_To do_
Count how many lines in the data below include "struct". Answer with the number only.
··· Material provided ···
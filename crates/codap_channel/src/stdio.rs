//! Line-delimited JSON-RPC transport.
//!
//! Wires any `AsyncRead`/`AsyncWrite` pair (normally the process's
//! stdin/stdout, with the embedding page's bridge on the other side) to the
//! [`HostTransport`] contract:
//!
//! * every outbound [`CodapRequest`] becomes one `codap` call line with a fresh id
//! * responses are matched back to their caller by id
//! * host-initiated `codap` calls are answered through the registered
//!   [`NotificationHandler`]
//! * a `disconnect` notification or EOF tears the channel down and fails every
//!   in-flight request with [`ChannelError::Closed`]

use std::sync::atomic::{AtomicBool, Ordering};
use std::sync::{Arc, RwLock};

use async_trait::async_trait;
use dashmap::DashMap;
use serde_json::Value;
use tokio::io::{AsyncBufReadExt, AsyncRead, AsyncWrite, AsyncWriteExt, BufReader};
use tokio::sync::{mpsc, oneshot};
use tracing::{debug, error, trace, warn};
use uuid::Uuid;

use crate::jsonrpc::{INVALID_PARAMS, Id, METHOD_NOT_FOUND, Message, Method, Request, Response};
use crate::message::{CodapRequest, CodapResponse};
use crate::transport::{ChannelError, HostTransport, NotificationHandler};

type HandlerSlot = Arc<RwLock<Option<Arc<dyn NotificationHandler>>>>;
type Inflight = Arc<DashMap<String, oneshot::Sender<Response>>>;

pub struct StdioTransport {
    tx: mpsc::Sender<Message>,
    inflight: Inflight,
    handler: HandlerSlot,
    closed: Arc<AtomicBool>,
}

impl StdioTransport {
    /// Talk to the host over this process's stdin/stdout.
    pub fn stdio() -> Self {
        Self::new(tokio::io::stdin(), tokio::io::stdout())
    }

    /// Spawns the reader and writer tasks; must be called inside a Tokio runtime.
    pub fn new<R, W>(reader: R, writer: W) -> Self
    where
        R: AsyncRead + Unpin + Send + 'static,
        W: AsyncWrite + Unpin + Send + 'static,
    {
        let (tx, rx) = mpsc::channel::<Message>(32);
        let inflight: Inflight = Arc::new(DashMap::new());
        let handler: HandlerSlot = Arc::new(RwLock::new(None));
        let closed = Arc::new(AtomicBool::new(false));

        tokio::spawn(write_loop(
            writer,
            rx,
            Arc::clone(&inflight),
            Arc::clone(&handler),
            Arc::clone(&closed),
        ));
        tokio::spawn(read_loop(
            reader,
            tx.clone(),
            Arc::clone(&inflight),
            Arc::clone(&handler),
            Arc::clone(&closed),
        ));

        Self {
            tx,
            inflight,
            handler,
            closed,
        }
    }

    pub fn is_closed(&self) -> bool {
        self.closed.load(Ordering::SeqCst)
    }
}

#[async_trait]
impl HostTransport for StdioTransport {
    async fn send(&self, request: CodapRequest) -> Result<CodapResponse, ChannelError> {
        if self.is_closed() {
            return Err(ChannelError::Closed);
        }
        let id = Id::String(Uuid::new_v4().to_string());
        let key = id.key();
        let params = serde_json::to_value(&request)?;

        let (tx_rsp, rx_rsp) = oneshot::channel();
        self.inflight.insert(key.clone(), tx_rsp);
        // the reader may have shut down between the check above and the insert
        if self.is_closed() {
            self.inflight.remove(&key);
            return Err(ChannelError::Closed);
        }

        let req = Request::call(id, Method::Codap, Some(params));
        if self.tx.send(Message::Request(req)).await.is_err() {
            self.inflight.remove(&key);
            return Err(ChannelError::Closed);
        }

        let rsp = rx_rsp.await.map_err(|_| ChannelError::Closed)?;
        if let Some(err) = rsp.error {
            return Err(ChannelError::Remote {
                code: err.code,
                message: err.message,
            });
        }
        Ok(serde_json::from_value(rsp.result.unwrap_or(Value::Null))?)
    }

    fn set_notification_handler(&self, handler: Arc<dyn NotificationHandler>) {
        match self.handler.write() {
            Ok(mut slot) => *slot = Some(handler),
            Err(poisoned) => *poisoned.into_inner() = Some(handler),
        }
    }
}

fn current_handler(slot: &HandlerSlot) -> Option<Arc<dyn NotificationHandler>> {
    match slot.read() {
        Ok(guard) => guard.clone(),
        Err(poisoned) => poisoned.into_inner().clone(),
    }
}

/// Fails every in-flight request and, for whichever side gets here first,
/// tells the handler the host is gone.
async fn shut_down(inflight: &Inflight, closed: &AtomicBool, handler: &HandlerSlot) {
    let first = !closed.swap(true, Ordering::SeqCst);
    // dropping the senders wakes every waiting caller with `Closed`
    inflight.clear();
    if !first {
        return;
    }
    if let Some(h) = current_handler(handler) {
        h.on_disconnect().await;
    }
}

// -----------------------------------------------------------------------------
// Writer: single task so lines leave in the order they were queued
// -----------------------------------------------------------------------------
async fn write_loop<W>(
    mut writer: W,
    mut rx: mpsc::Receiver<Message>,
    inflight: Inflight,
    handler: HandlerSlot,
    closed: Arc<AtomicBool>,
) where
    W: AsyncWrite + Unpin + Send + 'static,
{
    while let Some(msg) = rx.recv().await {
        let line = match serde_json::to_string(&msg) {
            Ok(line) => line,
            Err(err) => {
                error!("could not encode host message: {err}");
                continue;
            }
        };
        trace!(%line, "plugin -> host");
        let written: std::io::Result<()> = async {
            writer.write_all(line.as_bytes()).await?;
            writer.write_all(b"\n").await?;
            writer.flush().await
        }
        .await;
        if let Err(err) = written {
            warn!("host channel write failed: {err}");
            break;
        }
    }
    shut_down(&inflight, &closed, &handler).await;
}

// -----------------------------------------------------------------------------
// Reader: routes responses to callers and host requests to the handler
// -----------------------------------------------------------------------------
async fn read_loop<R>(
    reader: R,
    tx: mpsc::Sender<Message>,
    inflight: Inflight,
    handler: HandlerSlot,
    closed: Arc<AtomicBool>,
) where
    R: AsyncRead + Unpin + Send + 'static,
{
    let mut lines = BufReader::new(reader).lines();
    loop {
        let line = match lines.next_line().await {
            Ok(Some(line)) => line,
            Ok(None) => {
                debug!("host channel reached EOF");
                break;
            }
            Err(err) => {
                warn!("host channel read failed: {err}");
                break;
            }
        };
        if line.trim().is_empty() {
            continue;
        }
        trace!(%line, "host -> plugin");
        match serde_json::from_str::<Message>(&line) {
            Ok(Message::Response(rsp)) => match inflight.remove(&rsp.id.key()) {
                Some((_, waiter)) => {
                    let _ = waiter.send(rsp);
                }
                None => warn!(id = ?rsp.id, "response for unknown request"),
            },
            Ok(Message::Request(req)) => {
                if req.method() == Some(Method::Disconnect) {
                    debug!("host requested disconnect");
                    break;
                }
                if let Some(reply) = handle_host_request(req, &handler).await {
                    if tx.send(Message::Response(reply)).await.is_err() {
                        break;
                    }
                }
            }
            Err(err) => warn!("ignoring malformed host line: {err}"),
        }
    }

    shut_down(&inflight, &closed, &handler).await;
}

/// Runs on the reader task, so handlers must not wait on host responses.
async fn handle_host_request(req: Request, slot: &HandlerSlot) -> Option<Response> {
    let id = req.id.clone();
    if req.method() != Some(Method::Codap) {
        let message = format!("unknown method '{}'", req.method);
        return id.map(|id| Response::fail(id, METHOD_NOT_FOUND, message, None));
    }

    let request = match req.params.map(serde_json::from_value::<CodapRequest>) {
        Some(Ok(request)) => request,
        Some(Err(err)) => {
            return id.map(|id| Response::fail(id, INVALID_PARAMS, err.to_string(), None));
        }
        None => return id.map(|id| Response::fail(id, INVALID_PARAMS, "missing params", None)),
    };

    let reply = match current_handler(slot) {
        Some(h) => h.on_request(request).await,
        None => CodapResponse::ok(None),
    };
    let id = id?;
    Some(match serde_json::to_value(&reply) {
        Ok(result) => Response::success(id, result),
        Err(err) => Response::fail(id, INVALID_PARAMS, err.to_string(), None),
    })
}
···
··· Material provided ···
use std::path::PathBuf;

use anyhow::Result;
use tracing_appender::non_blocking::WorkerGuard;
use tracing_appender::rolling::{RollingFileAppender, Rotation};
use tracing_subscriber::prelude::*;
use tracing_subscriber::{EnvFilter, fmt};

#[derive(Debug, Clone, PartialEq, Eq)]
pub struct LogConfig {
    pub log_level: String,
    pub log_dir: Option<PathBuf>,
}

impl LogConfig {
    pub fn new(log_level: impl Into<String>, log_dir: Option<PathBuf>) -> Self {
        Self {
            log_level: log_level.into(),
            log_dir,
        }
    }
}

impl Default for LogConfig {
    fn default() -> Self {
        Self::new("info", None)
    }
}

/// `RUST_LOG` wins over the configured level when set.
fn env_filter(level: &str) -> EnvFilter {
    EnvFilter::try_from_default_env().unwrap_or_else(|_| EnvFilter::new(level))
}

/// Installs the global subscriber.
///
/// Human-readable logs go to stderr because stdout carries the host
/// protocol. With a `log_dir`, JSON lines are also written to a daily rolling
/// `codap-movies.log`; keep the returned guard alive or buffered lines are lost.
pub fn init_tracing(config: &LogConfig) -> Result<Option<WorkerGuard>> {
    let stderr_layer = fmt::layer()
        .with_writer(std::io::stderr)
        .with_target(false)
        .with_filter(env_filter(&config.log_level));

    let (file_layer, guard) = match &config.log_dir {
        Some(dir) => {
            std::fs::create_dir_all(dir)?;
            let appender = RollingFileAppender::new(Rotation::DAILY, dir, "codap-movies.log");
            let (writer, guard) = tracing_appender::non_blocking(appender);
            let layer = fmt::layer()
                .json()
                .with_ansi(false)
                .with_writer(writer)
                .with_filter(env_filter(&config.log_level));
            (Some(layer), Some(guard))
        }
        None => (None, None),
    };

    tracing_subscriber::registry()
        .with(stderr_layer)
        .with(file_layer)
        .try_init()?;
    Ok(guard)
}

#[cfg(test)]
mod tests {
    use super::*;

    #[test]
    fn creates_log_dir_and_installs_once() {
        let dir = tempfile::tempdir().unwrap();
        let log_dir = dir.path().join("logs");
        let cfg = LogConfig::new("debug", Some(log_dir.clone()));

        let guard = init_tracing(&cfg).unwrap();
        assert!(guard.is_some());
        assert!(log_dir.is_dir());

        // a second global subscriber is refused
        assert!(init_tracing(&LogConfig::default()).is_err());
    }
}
···
_Solution to the exercise_
2